Records drawn from a dataset
★ ★ ★ ★

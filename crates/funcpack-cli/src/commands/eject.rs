use std::path::Path;

use funcpack_core::{FuncpackConfig, Variant};

pub fn eject(dir: &Path) -> anyhow::Result<()> {
    let config = FuncpackConfig::load(dir)?;
    if config.project.variant != Variant::Js {
        anyhow::bail!("only the js variant has a launcher to eject");
    }

    let path = funcpack_build::eject::eject(dir)?;

    println!("Ejected launcher to {}", path.display());
    println!("You can now edit it directly. funcpack build will use this file.");
    Ok(())
}
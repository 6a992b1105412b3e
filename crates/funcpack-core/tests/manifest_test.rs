use funcpack_core::{ContentRef, FileManifest};
use tempfile::TempDir;

#[test]
fn load_json_inline_and_file_entries() {
    let tmp = TempDir::new().unwrap();
    std::fs::write(tmp.path().join("logo.svg"), "<svg/>").unwrap();
    std::fs::write(
        tmp.path().join("manifest.json"),
        r##"{
            "package.json": { "data": "{\"name\":\"site\"}" },
            "bin/run.sh": { "data": "#!/bin/sh", "mode": 493 },
            "static/logo.svg": { "file": "logo.svg" }
        }"##,
    )
    .unwrap();

    let manifest = FileManifest::load_json(&tmp.path().join("manifest.json")).unwrap();

    assert_eq!(manifest.len(), 3);
    assert_eq!(
        manifest.get("package.json").unwrap().read_bytes().unwrap(),
        b"{\"name\":\"site\"}"
    );
    assert_eq!(manifest.get("bin/run.sh").unwrap().mode(), 0o755);
    assert!(matches!(
        manifest.get("static/logo.svg"),
        Some(ContentRef::File { .. })
    ));
}

#[test]
fn load_json_missing_referenced_file_errors() {
    let tmp = TempDir::new().unwrap();
    std::fs::write(
        tmp.path().join("manifest.json"),
        r#"{ "a.txt": { "file": "does-not-exist.txt" } }"#,
    )
    .unwrap();

    assert!(FileManifest::load_json(&tmp.path().join("manifest.json")).is_err());
}

#[test]
fn load_json_malformed_errors() {
    let tmp = TempDir::new().unwrap();
    std::fs::write(tmp.path().join("manifest.json"), "[1, 2").unwrap();

    let err = FileManifest::load_json(&tmp.path().join("manifest.json"))
        .unwrap_err()
        .to_string();
    assert!(err.contains("parse"), "got: {err}");
}

#[test]
fn from_dir_skips_always_excluded_directories() {
    let tmp = TempDir::new().unwrap();
    std::fs::create_dir_all(tmp.path().join("pages")).unwrap();
    std::fs::create_dir_all(tmp.path().join("node_modules/vue")).unwrap();
    std::fs::create_dir_all(tmp.path().join(".funcpack")).unwrap();
    std::fs::write(tmp.path().join("package.json"), "{}").unwrap();
    std::fs::write(tmp.path().join("pages/index.vue"), "<template/>").unwrap();
    std::fs::write(tmp.path().join("node_modules/vue/index.js"), "").unwrap();
    std::fs::write(tmp.path().join(".funcpack/launcher.js"), "").unwrap();

    let manifest = FileManifest::from_dir(tmp.path()).unwrap();

    assert!(manifest.contains("package.json"));
    assert!(manifest.contains("pages/index.vue"));
    assert!(!manifest.contains("node_modules/vue/index.js"));
    assert!(!manifest.contains(".funcpack/launcher.js"));
}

★ ★ ★ ★

Every line above is to be duplicated exactly as shown.

filename crates/funcpack-cli/src/commands/eject.rs
use std::path::Path;

use funcpack_core::{FuncpackConfig, Variant};

pub fn eject(dir: &Path) -> anyhow::Result<()> {
    let config = FuncpackConfig::load(dir)?;
    if config.project.variant != Variant::Js {
        anyhow::bail!("only the js variant has a launcher to eject");
    }

    let path = funcpack_build::eject::eject(dir)?;

    println!("Ejected launcher to {}", path.display());
    println!("You can now edit it directly. funcpack build will use this file.");
    Ok(())
}
repository 6a992b1105412b3e
filename crates/funcpack-core/tests/manifest_test.rs
use funcpack_core::{ContentRef, FileManifest};
use tempfile::TempDir;

#[test]
fn load_json_inline_and_file_entries() {
    let tmp = TempDir::new().unwrap();
    std::fs::write(tmp.path().join("logo.svg"), "<svg/>").unwrap();
    std::fs::write(
        tmp.path().join("manifest.json"),
        r##"{
            "package.json": { "data": "{\"name\":\"site\"}" },
            "bin/run.sh": { "data": "#!/bin/sh", "mode": 493 },
            "static/logo.svg": { "file": "logo.svg" }
        }"##,
    )
    .unwrap();

    let manifest = FileManifest::load_json(&tmp.path().join("manifest.json")).unwrap();

    assert_eq!(manifest.len(), 3);
    assert_eq!(
        manifest.get("package.json").unwrap().read_bytes().unwrap(),
        b"{\"name\":\"site\"}"
    );
    assert_eq!(manifest.get("bin/run.sh").unwrap().mode(), 0o755);
    assert!(matches!(
        manifest.get("static/logo.svg"),
        Some(ContentRef::File { .. })
    ));
}

#[test]
fn load_json_missing_referenced_file_errors() {
    let tmp = TempDir::new().unwrap();
    std::fs::write(
        tmp.path().join("manifest.json"),
        r#"{ "a.txt": { "file": "does-not-exist.txt" } }"#,
    )
    .unwrap();

    assert!(FileManifest::load_json(&tmp.path().join("manifest.json")).is_err());
}

#[test]
fn load_json_malformed_errors() {
    let tmp = TempDir::new().unwrap();
    std::fs::write(tmp.path().join("manifest.json"), "[1, 2").unwrap();

    let err = FileManifest::load_json(&tmp.path().join("manifest.json"))
        .unwrap_err()
        .to_string();
    assert!(err.contains("parse"), "got: {err}");
}

#[test]
fn from_dir_skips_always_excluded_directories() {
    let tmp = TempDir::new().unwrap();
    std::fs::create_dir_all(tmp.path().join("pages")).unwrap();
    std::fs::create_dir_all(tmp.path().join("node_modules/vue")).unwrap();
    std::fs::create_dir_all(tmp.path().join(".funcpack")).unwrap();
    std::fs::write(tmp.path().join("package.json"), "{}").unwrap();
    std::fs::write(tmp.path().join("pages/index.vue"), "<template/>").unwrap();
    std::fs::write(tmp.path().join("node_modules/vue/index.js"), "").unwrap();
    std::fs::write(tmp.path().join(".funcpack/launcher.js"), "").unwrap();

    let manifest = FileManifest::from_dir(tmp.path()).unwrap();

    assert!(manifest.contains("package.json"));
    assert!(manifest.contains("pages/index.vue"));
    assert!(!manifest.contains("node_modules/vue/index.js"));
    assert!(!manifest.contains(".funcpack/launcher.js"));
}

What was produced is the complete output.